→ **PROBLEM TO WORK ON**
Would you repeat every line of the material exactly?

─── RECORDS FOR THIS EXERCISE ───

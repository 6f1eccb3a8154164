//! JSON Patch construction

use crate::error::MutatorError;
use json_patch::Patch;
use serde_json::Value;

/// Structural diff from `original` to `mutated`.
///
/// Identical documents yield an empty patch.
pub fn build_patch(original: &Value, mutated: &Value) -> Patch {
    json_patch::diff(original, mutated)
}

/// Serialized patch bytes, or `None` when there is nothing to apply
pub fn encode_patch(patch: &Patch) -> Result<Option<Vec<u8>>, MutatorError> {
    if patch.0.is_empty() {
        return Ok(None);
    }
    Ok(Some(serde_json::to_vec(patch)?))
}
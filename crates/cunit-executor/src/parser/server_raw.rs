//! Binary frames addressed to the server itself

use cunit_core::{Address, Answer, Frame, MAX_PAYLOAD_LEN};
use tracing::{info, warn};

use super::ParseContext;

/// Bus address reserved for the server
pub const SERVER_ADDRESS: Address = 0xFF;

/// Server command codes
pub mod server_cmd {
    pub const GET_DEVICE_LIST: u8 = 0x01;
    pub const ADD_DEVICE: u8 = 0x02;
    pub const REMOVE_DEVICE: u8 = 0x03;
    pub const GET_VERSION: u8 = 0x04;
}

const SUCCESS: u8 = 1;
const FAILURE: u8 = 0;

pub struct ServerRawParser;

impl ServerRawParser {
    pub async fn parse(&self, payload: &[u8], ctx: &mut ParseContext<'_>) -> Option<Answer> {
        let request = Frame::decode(payload).ok()?;
        if request.address != SERVER_ADDRESS {
            return None;
        }

        let data = match request.command {
            server_cmd::GET_DEVICE_LIST => listing_payload(&ctx.registry.listing().render()),
            server_cmd::ADD_DEVICE => {
                let added = match request.payload.first() {
                    Some(&address) => ctx.registry.add_device(ctx.bus, address).await,
                    None => false,
                };
                vec![if added { SUCCESS } else { FAILURE }]
            }
            server_cmd::REMOVE_DEVICE => {
                let removed = request
                    .payload
                    .first()
                    .and_then(|&address| ctx.registry.remove_device(address))
                    .is_some();
                vec![if removed { SUCCESS } else { FAILURE }]
            }
            server_cmd::GET_VERSION => env!("CARGO_PKG_VERSION").as_bytes().to_vec(),
            _ => return None,
        };

        info!(command = request.command, "Server frame handled");
        Some(Answer::Frame(Frame::new(SERVER_ADDRESS, request.command, data)))
    }
}

/// Listing bytes, cut after the last entry that fits in one frame
fn listing_payload(listing: &str) -> Vec<u8> {
    if listing.len() <= MAX_PAYLOAD_LEN {
        return listing.as_bytes().to_vec();
    }

    warn!(len = listing.len(), "Device listing truncated to one frame");
    let mut cut = MAX_PAYLOAD_LEN;
    while !listing.is_char_boundary(cut) {
        cut -= 1;
    }
    let end = listing[..cut].rfind("\r\n").map(|i| i + 2).unwrap_or(0);
    listing[..end].as_bytes().to_vec()
}
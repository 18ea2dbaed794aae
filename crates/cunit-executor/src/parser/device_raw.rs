//! Binary frames forwarded to registered devices

use cunit_bus::Driver;
use cunit_core::{Answer, Frame};
use tracing::warn;

use super::ParseContext;

pub struct DeviceRawParser;

impl DeviceRawParser {
    pub async fn parse(&self, payload: &[u8], ctx: &mut ParseContext<'_>) -> Option<Answer> {
        let request = Frame::decode(payload).ok()?;
        ctx.registry.get(request.address)?;

        let driver = Driver::new(ctx.bus, request.address);
        let response = match driver.exchange(request.command, request.payload).await {
            Ok(response) => response,
            Err(e) => {
                warn!(
                    address = request.address,
                    command = request.command,
                    error = %e,
                    "Forwarded frame got no valid response"
                );
                Frame::request(request.address, request.command)
            }
        };
        Some(Answer::Frame(response))
    }
}

#[cfg(test)]
mod tests {
    use super::*;
    use crate::parser::testing::fixture;
    use cunit_bus::{cmd, SimulatedDevice};
    use cunit_core::Udid;

    #[tokio::test]
    async fn test_forward_to_registered_device() {
        let device = SimulatedDevice::new(2, Udid::new("02"), "CU4TDM1").with_parameter(0x20, 4.2f32);
        let (mut registry, bus, log) = fixture(vec![device]).await;
        let mut ctx = ParseContext {
            registry: &mut registry,
            bus: &bus,
        };

        let request = Frame::request(2, 0x20).encode().unwrap();
        let answer = DeviceRawParser.parse(&request, &mut ctx).await;

        assert_eq!(
            answer,
            Some(Answer::Frame(Frame::new(2, 0x20, 4.2f32.to_le_bytes().to_vec())))
        );
        assert_eq!(log.count(2, 0x20), 1);
    }

    #[tokio::test]
    async fn test_failed_exchange_answers_empty_frame() {
        let device = SimulatedDevice::new(2, Udid::new("02"), "CU4TDM1")
            .with_silent_command(cmd::GET_DESCRIPTION);
        let (mut registry, bus, _log) = fixture(vec![device]).await;
        let mut ctx = ParseContext {
            registry: &mut registry,
            bus: &bus,
        };

        let request = Frame::request(2, cmd::GET_DESCRIPTION).encode().unwrap();
        let answer = DeviceRawParser.parse(&request, &mut ctx).await;

        assert_eq!(answer, Some(Answer::Frame(Frame::request(2, cmd::GET_DESCRIPTION))));
    }

    #[tokio::test]
    async fn test_unregistered_address_not_consumed() {
        let (mut registry, bus, log) = fixture(Vec::new()).await;
        let mut ctx = ParseContext {
            registry: &mut registry,
            bus: &bus,
        };

        let request = Frame::request(6, cmd::GET_DEVICE_TYPE).encode().unwrap();
        assert!(DeviceRawParser.parse(&request, &mut ctx).await.is_none());
        assert!(log.is_empty());
    }
}
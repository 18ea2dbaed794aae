//! cunit core - shared types for the control unit server
//!
//! This crate provides the foundational types used across the workspace:
//! - Binary frame codec shared by the device bus and binary client answers
//! - Answers routed back to clients (binary frames or CRLF text)
//! - Device records as persisted and validated by the registry
//! - The device listing announced to presentation clients

pub mod answer;
pub mod device;
pub mod frame;
pub mod listing;

pub use answer::Answer;
pub use device::{DeviceInfo, DeviceKind, Udid};
pub use frame::{Frame, FrameError, HEADER_LEN, MAX_PAYLOAD_LEN};
pub use listing::{DeviceListing, ListingEntry};

/// Device bus address. The full `u8` range is addressable.
pub type Address = u8;
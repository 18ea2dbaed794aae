//! IEEE 488.2 common commands

use cunit_core::Answer;

use super::scpi::ScpiCommand;

/// Manufacturer and model fields of the `*IDN?` reply
const IDENTITY: &str = "CU4,Control Unit Server,0";

pub struct CommonScpiParser;

impl CommonScpiParser {
    pub fn parse(&self, payload: &[u8]) -> Option<Answer> {
        let command = ScpiCommand::parse(payload)?;

        let answer = match (command.headers.as_slice(), command.query) {
            ([header], true) if header.eq_ignore_ascii_case("*IDN") => {
                Answer::text(format!("{},{}", IDENTITY, env!("CARGO_PKG_VERSION")))
            }
            ([header], true) if header.eq_ignore_ascii_case("*OPC") => Answer::text("1"),
            ([header], false)
                if header.eq_ignore_ascii_case("*CLS") || header.eq_ignore_ascii_case("*RST") =>
            {
                Answer::ok()
            }
            _ => return None,
        };
        Some(answer)
    }
}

───

→ **WRITTEN REPLY**
repository 6f1eccb3a8154164
//! JSON Patch construction

use crate::error::MutatorError;
use json_patch::Patch;
use serde_json::Value;

/// Structural diff from `original` to `mutated`.
///
/// Identical documents yield an empty patch.
pub fn build_patch(original: &Value, mutated: &Value) -> Patch {
    json_patch::diff(original, mutated)
}

/// Serialized patch bytes, or `None` when there is nothing to apply
pub fn encode_patch(patch: &Patch) -> Result<Option<Vec<u8>>, MutatorError> {
    if patch.0.is_empty() {
        return Ok(None);
    }
    Ok(Some(serde_json::to_vec(patch)?))
}
filename crates/cunit-executor/src/parser/server_raw.rs
//! Binary frames addressed to the server itself

use cunit_core::{Address, Answer, Frame, MAX_PAYLOAD_LEN};
use tracing::{info, warn};

use super::ParseContext;

/// Bus address reserved for the server
pub const SERVER_ADDRESS: Address = 0xFF;

/// Server command codes
pub mod server_cmd {
    pub const GET_DEVICE_LIST: u8 = 0x01;
    pub const ADD_DEVICE: u8 = 0x02;
    pub const REMOVE_DEVICE: u8 = 0x03;
    pub const GET_VERSION: u8 = 0x04;
}

const SUCCESS: u8 = 1;
const FAILURE: u8 = 0;

pub struct ServerRawParser;

impl ServerRawParser {
    pub async fn parse(&self, payload: &[u8], ctx: &mut ParseContext<'_>) -> Option<Answer> {
        let request = Frame::decode(payload).ok()?;
        if request.address != SERVER_ADDRESS {
            return None;
        }

        let data = match request.command {
            server_cmd::GET_DEVICE_LIST => listing_payload(&ctx.registry.listing().render()),
            server_cmd::ADD_DEVICE => {
                let added = match request.payload.first() {
                    Some(&address) => ctx.registry.add_device(ctx.bus, address).await,
                    None => false,
                };
                vec![if added { SUCCESS } else { FAILURE }]
            }
            server_cmd::REMOVE_DEVICE => {
                let removed = request
                    .payload
                    .first()
                    .and_then(|&address| ctx.registry.remove_device(address))
                    .is_some();
                vec![if removed { SUCCESS } else { FAILURE }]
            }
            server_cmd::GET_VERSION => env!("CARGO_PKG_VERSION").as_bytes().to_vec(),
            _ => return None,
        };

        info!(command = request.command, "Server frame handled");
        Some(Answer::Frame(Frame::new(SERVER_ADDRESS, request.command, data)))
    }
}

/// Listing bytes, cut after the last entry that fits in one frame
fn listing_payload(listing: &str) -> Vec<u8> {
    if listing.len() <= MAX_PAYLOAD_LEN {
        return listing.as_bytes().to_vec();
    }

    warn!(len = listing.len(), "Device listing truncated to one frame");
    let mut cut = MAX_PAYLOAD_LEN;
    while !listing.is_char_boundary(cut) {
        cut -= 1;
    }
    let end = listing[..cut].rfind("\r\n").map(|i| i + 2).unwrap_or(0);
    listing[..end].as_bytes().to_vec()
}
repository 18ea2dbaed794aae
filename crates/cunit-executor/src/parser/device_raw.rs
//! Binary frames forwarded to registered devices

use cunit_bus::Driver;
use cunit_core::{Answer, Frame};
use tracing::warn;

use super::ParseContext;

pub struct DeviceRawParser;

impl DeviceRawParser {
    pub async fn parse(&self, payload: &[u8], ctx: &mut ParseContext<'_>) -> Option<Answer> {
        let request = Frame::decode(payload).ok()?;
        ctx.registry.get(request.address)?;

        let driver = Driver::new(ctx.bus, request.address);
        let response = match driver.exchange(request.command, request.payload).await {
            Ok(response) => response,
            Err(e) => {
                warn!(
                    address = request.address,
                    command = request.command,
                    error = %e,
                    "Forwarded frame got no valid response"
                );
                Frame::request(request.address, request.command)
            }
        };
        Some(Answer::Frame(response))
    }
}

#[cfg(test)]
mod tests {
    use super::*;
    use crate::parser::testing::fixture;
    use cunit_bus::{cmd, SimulatedDevice};
    use cunit_core::Udid;

    #[tokio::test]
    async fn test_forward_to_registered_device() {
        let device = SimulatedDevice::new(2, Udid::new("02"), "CU4TDM1").with_parameter(0x20, 4.2f32);
        let (mut registry, bus, log) = fixture(vec![device]).await;
        let mut ctx = ParseContext {
            registry: &mut registry,
            bus: &bus,
        };

        let request = Frame::request(2, 0x20).encode().unwrap();
        let answer = DeviceRawParser.parse(&request, &mut ctx).await;

        assert_eq!(
            answer,
            Some(Answer::Frame(Frame::new(2, 0x20, 4.2f32.to_le_bytes().to_vec())))
        );
        assert_eq!(log.count(2, 0x20), 1);
    }

    #[tokio::test]
    async fn test_failed_exchange_answers_empty_frame() {
        let device = SimulatedDevice::new(2, Udid::new("02"), "CU4TDM1")
            .with_silent_command(cmd::GET_DESCRIPTION);
        let (mut registry, bus, _log) = fixture(vec![device]).await;
        let mut ctx = ParseContext {
            registry: &mut registry,
            bus: &bus,
        };

        let request = Frame::request(2, cmd::GET_DESCRIPTION).encode().unwrap();
        let answer = DeviceRawParser.parse(&request, &mut ctx).await;

        assert_eq!(answer, Some(Answer::Frame(Frame::request(2, cmd::GET_DESCRIPTION))));
    }

    #[tokio::test]
    async fn test_unregistered_address_not_consumed() {
        let (mut registry, bus, log) = fixture(Vec::new()).await;
        let mut ctx = ParseContext {
            registry: &mut registry,
            bus: &bus,
        };

        let request = Frame::request(6, cmd::GET_DEVICE_TYPE).encode().unwrap();
        assert!(DeviceRawParser.parse(&request, &mut ctx).await.is_none());
        assert!(log.is_empty());
    }
}
repository 18ea2dbaed794aae
//! cunit core - shared types for the control unit server
//!
//! This crate provides the foundational types used across the workspace:
//! - Binary frame codec shared by the device bus and binary client answers
//! - Answers routed back to clients (binary frames or CRLF text)
//! - Device records as persisted and validated by the registry
//! - The device listing announced to presentation clients

pub mod answer;
pub mod device;
pub mod frame;
pub mod listing;

pub use answer::Answer;
pub use device::{DeviceInfo, DeviceKind, Udid};
pub use frame::{Frame, FrameError, HEADER_LEN, MAX_PAYLOAD_LEN};
pub use listing::{DeviceListing, ListingEntry};

/// Device bus address. The full `u8` range is addressable.
pub type Address = u8;
repository 18ea2dbaed794aae
//! IEEE 488.2 common commands

use cunit_core::Answer;

use super::scpi::ScpiCommand;

/// Manufacturer and model fields of the `*IDN?` reply
const IDENTITY: &str = "CU4,Control Unit Server,0";

pub struct CommonScpiParser;

impl CommonScpiParser {
    pub fn parse(&self, payload: &[u8]) -> Option<Answer> {
        let command = ScpiCommand::parse(payload)?;

        let answer = match (command.headers.as_slice(), command.query) {
            ([header], true) if header.eq_ignore_ascii_case("*IDN") => {
                Answer::text(format!("{},{}", IDENTITY, env!("CARGO_PKG_VERSION")))
            }
            ([header], true) if header.eq_ignore_ascii_case("*OPC") => Answer::text("1"),
            ([header], false)
                if header.eq_ignore_ascii_case("*CLS") || header.eq_ignore_ascii_case("*RST") =>
            {
                Answer::ok()
            }
            _ => return None,
        };
        Some(answer)
    }
}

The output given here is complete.